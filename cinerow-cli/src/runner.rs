//! Session replay.
//!
//! A [`Session`] owns a catalog view plus a stand-in animation layer: every
//! started slide gets a [`SlideAnimator`] that reports completion once the
//! configured duration has passed. Drivers decide how time moves: [`replay`]
//! jumps a virtual clock from deadline to deadline, [`replay_realtime`] sleeps
//! on the tokio timer.

use std::collections::HashMap;
use std::time::{Duration, Instant};

use anyhow::Context;
use cinerow_config::CinerowConfig;
use cinerow_core::catalog::CatalogView;
use cinerow_core::preview::{ListenerRegistry, ModalState};
use cinerow_core::slider::{Easing, Frame, Pagination, SlideAnimator};
use cinerow_core::timeline::{TimeProvider, VirtualClock};
use cinerow_core::{CatalogEffect, CatalogMessage};
use cinerow_model::{Rect, RowId, VideoId};
use serde::Serialize;

use crate::script::{CatalogFile, Script};

/// Reads the tokio clock, so paused-time tests drive the catalog too.
#[derive(Debug, Clone, Copy, Default)]
pub struct TokioClock;

impl TimeProvider for TokioClock {
    fn now(&self) -> Instant {
        tokio::time::Instant::now().into_std()
    }
}

#[derive(Debug, Clone, Copy)]
pub struct ReplayOptions {
    pub viewport_width: f32,
    /// Report slide completion after the transition duration. Disable to
    /// exercise stalled-transition recovery.
    pub auto_complete: bool,
    pub easing: Easing,
}

impl Default for ReplayOptions {
    fn default() -> Self {
        Self {
            viewport_width: 1920.0,
            auto_complete: true,
            easing: Easing::default(),
        }
    }
}

#[derive(Debug, Clone, PartialEq, Serialize)]
pub struct TimedEffect {
    pub at_ms: u64,
    pub effect: CatalogEffect,
}

#[derive(Debug, Clone, PartialEq, Serialize)]
pub struct RowSummary {
    pub id: RowId,
    pub title: String,
    pub lowest_index: usize,
    pub pagination: Pagination,
    /// Render keys of the fully visible items, left to right.
    pub visible: Vec<String>,
}

#[derive(Debug, Clone, PartialEq, Serialize)]
pub struct ModalSummary {
    pub video: VideoId,
    pub modal_state: ModalState,
    pub title_card_rect: Option<Rect>,
}

#[derive(Debug, Clone, PartialEq, Serialize)]
pub struct Report {
    pub effects: Vec<TimedEffect>,
    pub rows: Vec<RowSummary>,
    pub open_modal: Option<ModalSummary>,
    pub can_autoplay: bool,
    pub rejected_steps: usize,
}

#[derive(Debug)]
pub struct Session<C: TimeProvider> {
    view: CatalogView<C, ListenerRegistry>,
    animators: HashMap<RowId, SlideAnimator>,
    origin: Instant,
    options: ReplayOptions,
    effects: Vec<TimedEffect>,
    rejected_steps: usize,
}

impl<C: TimeProvider> Session<C> {
    pub fn new(
        config: CinerowConfig,
        clock: C,
        catalog: &CatalogFile,
        options: ReplayOptions,
    ) -> anyhow::Result<Self> {
        let origin = clock.now();
        let mut view = CatalogView::new(
            config,
            clock,
            ListenerRegistry::new(),
            options.viewport_width,
        )
        .context("create catalog view")?;
        for row in &catalog.rows {
            view.add_row(row.id, row.title.clone(), row.shared_items())
                .with_context(|| format!("add {}", row.id))?;
        }
        tracing::info!(
            rows = catalog.rows.len(),
            items_per_row = view.items_per_row(),
            "session ready"
        );
        Ok(Self {
            view,
            animators: HashMap::new(),
            origin,
            options,
            effects: Vec::new(),
            rejected_steps: 0,
        })
    }

    pub fn view(&self) -> &CatalogView<C, ListenerRegistry> {
        &self.view
    }

    /// Apply one scripted message. Messages the view rejects are logged and
    /// counted, not fatal.
    pub fn apply(&mut self, message: CatalogMessage) {
        match self.view.update(message.clone()) {
            Ok(effects) => self.record(effects),
            Err(err) => {
                tracing::warn!(error = %err, ?message, "step rejected");
                self.rejected_steps += 1;
            }
        }
    }

    /// Earliest instant at which [`pump`](Self::pump) has work to do.
    pub fn next_wakeup(&self) -> Option<Instant> {
        self.animators
            .values()
            .filter_map(SlideAnimator::deadline)
            .chain(self.view.next_deadline())
            .min()
    }

    /// Finish due slides and fire due timers.
    pub fn pump(&mut self) {
        let now = self.view.clock().now();
        let mut finished = Vec::new();
        for (row, animator) in self.animators.iter_mut() {
            if let Some(Frame::Finished(transition, _)) = animator.tick(now) {
                finished.push((*row, transition));
            }
        }
        finished.sort();
        for (row, transition) in finished {
            self.apply(CatalogMessage::TransitionEnded { row, transition });
        }
        let effects = self.view.tick();
        self.record(effects);
    }

    pub fn finish(self) -> Report {
        let rows = self
            .view
            .row_ids()
            .filter_map(|id| {
                let state = self.view.row(id)?;
                let mounted = state.mounted();
                Some(RowSummary {
                    id,
                    title: self.view.row_title(id).unwrap_or_default().to_string(),
                    lowest_index: state.lowest_visible_index(),
                    pagination: state.pagination(),
                    visible: (0..mounted.visible)
                        .filter_map(|i| mounted.visible_item(i))
                        .map(|item| item.key.clone())
                        .collect(),
                })
            })
            .collect();
        let open_modal =
            self.view
                .preview()
                .open_entry()
                .map(|(video, entry)| ModalSummary {
                    video,
                    modal_state: entry.modal_state,
                    title_card_rect: entry.title_card_rect,
                });
        Report {
            effects: self.effects,
            rows,
            open_modal,
            can_autoplay: self.view.can_autoplay(),
            rejected_steps: self.rejected_steps,
        }
    }

    fn record(&mut self, effects: Vec<CatalogEffect>) {
        let now = self.view.clock().now();
        let at_ms = u64::try_from(now.saturating_duration_since(self.origin).as_millis())
            .unwrap_or(u64::MAX);
        for effect in effects {
            match &effect {
                CatalogEffect::StartTransition {
                    row,
                    transition,
                    duration_ms,
                } if self.options.auto_complete => {
                    let animator = self.animators.entry(*row).or_insert_with(|| {
                        SlideAnimator::new(
                            Duration::from_millis(*duration_ms),
                            self.options.easing,
                        )
                    });
                    animator.start(transition, now);
                }
                CatalogEffect::ItemsPerRowChanged { .. } => {
                    self.animators.values_mut().for_each(SlideAnimator::cancel);
                }
                _ => {}
            }
            tracing::debug!(at_ms, ?effect, "effect");
            self.effects.push(TimedEffect { at_ms, effect });
        }
    }
}

/// Replay `script` on a virtual clock. Runs as fast as the CPU allows.
pub fn replay(
    config: CinerowConfig,
    catalog: &CatalogFile,
    script: &Script,
    options: ReplayOptions,
) -> anyhow::Result<Report> {
    let clock = VirtualClock::new();
    let mut session = Session::new(config, clock.clone(), catalog, options)?;
    for step in &script.steps {
        advance_virtual(&mut session, &clock, Duration::from_millis(step.wait_ms));
        session.apply(step.message.clone());
    }
    advance_virtual(&mut session, &clock, Duration::from_millis(script.settle_ms));
    Ok(session.finish())
}

fn advance_virtual(
    session: &mut Session<VirtualClock>,
    clock: &VirtualClock,
    by: Duration,
) {
    let target = clock.now() + by;
    while let Some(wake) = session.next_wakeup().filter(|wake| *wake <= target) {
        clock.advance(wake.saturating_duration_since(clock.now()));
        session.pump();
    }
    clock.advance(target.saturating_duration_since(clock.now()));
    session.pump();
}

/// Replay `script` in wall-clock time on the tokio timer.
pub async fn replay_realtime(
    config: CinerowConfig,
    catalog: &CatalogFile,
    script: &Script,
    options: ReplayOptions,
) -> anyhow::Result<Report> {
    let mut session = Session::new(config, TokioClock, catalog, options)?;
    for step in &script.steps {
        advance_realtime(&mut session, Duration::from_millis(step.wait_ms)).await;
        session.apply(step.message.clone());
    }
    advance_realtime(&mut session, Duration::from_millis(script.settle_ms)).await;
    Ok(session.finish())
}

async fn advance_realtime(session: &mut Session<TokioClock>, by: Duration) {
    let target = tokio::time::Instant::now() + by;
    while let Some(wake) = session
        .next_wakeup()
        .map(tokio::time::Instant::from_std)
        .filter(|wake| *wake <= target)
    {
        tokio::time::sleep_until(wake).await;
        session.pump();
    }
    tokio::time::sleep_until(target).await;
    session.pump();
}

───

■ Exercise description:
Which lines run from the first of the listing to the line containing "use anyhow::Context;"? Reproduce those exactly, both ends included.

■ Reply to the exercise:
filename cinerow-cli/src/runner.rs
//! Session replay.
//!
//! A [`Session`] owns a catalog view plus a stand-in animation layer: every
//! started slide gets a [`SlideAnimator`] that reports completion once the
//! configured duration has passed. Drivers decide how time moves: [`replay`]
//! jumps a virtual clock from deadline to deadline, [`replay_realtime`] sleeps
//! on the tokio timer.

use std::collections::HashMap;
use std::time::{Duration, Instant};

use anyhow::Context;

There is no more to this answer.